╭──

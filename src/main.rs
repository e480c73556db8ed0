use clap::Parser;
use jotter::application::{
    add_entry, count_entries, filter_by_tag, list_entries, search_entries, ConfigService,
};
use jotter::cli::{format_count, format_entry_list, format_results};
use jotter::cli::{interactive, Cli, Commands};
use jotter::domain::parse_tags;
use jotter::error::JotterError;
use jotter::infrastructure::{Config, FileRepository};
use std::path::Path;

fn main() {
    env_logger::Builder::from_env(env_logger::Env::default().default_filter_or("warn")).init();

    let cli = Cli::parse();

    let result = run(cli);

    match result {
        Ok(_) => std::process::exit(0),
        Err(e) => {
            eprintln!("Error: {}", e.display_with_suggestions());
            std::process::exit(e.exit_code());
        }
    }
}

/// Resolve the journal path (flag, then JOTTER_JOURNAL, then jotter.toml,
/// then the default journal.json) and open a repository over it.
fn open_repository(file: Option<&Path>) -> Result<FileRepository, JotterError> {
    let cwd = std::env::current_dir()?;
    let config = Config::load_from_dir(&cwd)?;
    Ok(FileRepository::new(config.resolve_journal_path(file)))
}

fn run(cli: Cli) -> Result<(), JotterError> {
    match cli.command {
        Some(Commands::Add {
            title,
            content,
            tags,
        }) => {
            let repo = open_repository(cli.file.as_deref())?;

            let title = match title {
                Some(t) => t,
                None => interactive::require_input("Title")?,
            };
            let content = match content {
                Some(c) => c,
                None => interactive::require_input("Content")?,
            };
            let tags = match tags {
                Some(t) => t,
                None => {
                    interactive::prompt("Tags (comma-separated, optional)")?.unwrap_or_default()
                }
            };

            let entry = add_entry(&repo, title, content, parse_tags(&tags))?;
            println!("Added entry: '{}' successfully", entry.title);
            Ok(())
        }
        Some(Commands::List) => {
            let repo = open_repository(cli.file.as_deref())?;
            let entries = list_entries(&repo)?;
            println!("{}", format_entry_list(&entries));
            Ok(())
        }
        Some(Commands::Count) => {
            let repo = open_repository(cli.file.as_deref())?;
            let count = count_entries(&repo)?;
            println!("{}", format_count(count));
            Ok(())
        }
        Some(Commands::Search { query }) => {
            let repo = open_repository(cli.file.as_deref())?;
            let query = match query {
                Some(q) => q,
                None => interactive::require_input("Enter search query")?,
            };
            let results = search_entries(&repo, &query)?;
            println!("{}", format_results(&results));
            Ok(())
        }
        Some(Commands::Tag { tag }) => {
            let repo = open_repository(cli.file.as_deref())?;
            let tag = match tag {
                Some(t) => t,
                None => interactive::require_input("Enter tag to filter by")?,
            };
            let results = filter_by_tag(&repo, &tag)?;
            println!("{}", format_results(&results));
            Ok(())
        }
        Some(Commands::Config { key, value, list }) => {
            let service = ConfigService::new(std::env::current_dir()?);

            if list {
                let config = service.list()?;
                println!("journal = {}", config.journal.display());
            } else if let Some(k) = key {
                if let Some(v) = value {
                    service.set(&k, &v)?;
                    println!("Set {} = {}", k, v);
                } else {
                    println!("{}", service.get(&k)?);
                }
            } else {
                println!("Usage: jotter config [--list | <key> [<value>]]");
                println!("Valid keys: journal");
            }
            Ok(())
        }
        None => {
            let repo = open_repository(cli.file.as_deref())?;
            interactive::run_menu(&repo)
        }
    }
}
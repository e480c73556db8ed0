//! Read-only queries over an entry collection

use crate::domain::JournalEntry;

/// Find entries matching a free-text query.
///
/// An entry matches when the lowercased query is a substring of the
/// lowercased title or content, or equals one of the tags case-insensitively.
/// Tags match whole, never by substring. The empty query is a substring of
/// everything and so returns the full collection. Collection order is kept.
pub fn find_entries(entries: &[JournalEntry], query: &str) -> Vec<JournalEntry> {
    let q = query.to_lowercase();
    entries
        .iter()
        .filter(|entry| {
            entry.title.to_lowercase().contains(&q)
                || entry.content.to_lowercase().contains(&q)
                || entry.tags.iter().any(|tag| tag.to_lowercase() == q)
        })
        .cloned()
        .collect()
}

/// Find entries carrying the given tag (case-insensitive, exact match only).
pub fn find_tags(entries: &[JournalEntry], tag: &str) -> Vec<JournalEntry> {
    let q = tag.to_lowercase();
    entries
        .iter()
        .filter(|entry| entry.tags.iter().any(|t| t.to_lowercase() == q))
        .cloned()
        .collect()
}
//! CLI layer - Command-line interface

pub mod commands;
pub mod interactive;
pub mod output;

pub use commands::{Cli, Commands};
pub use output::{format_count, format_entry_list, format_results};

╰──

▶ _Try it_: Search the data for the string "substring" and say how many lines include it, giving only the number.

▶ _Solution to the exercise_: 2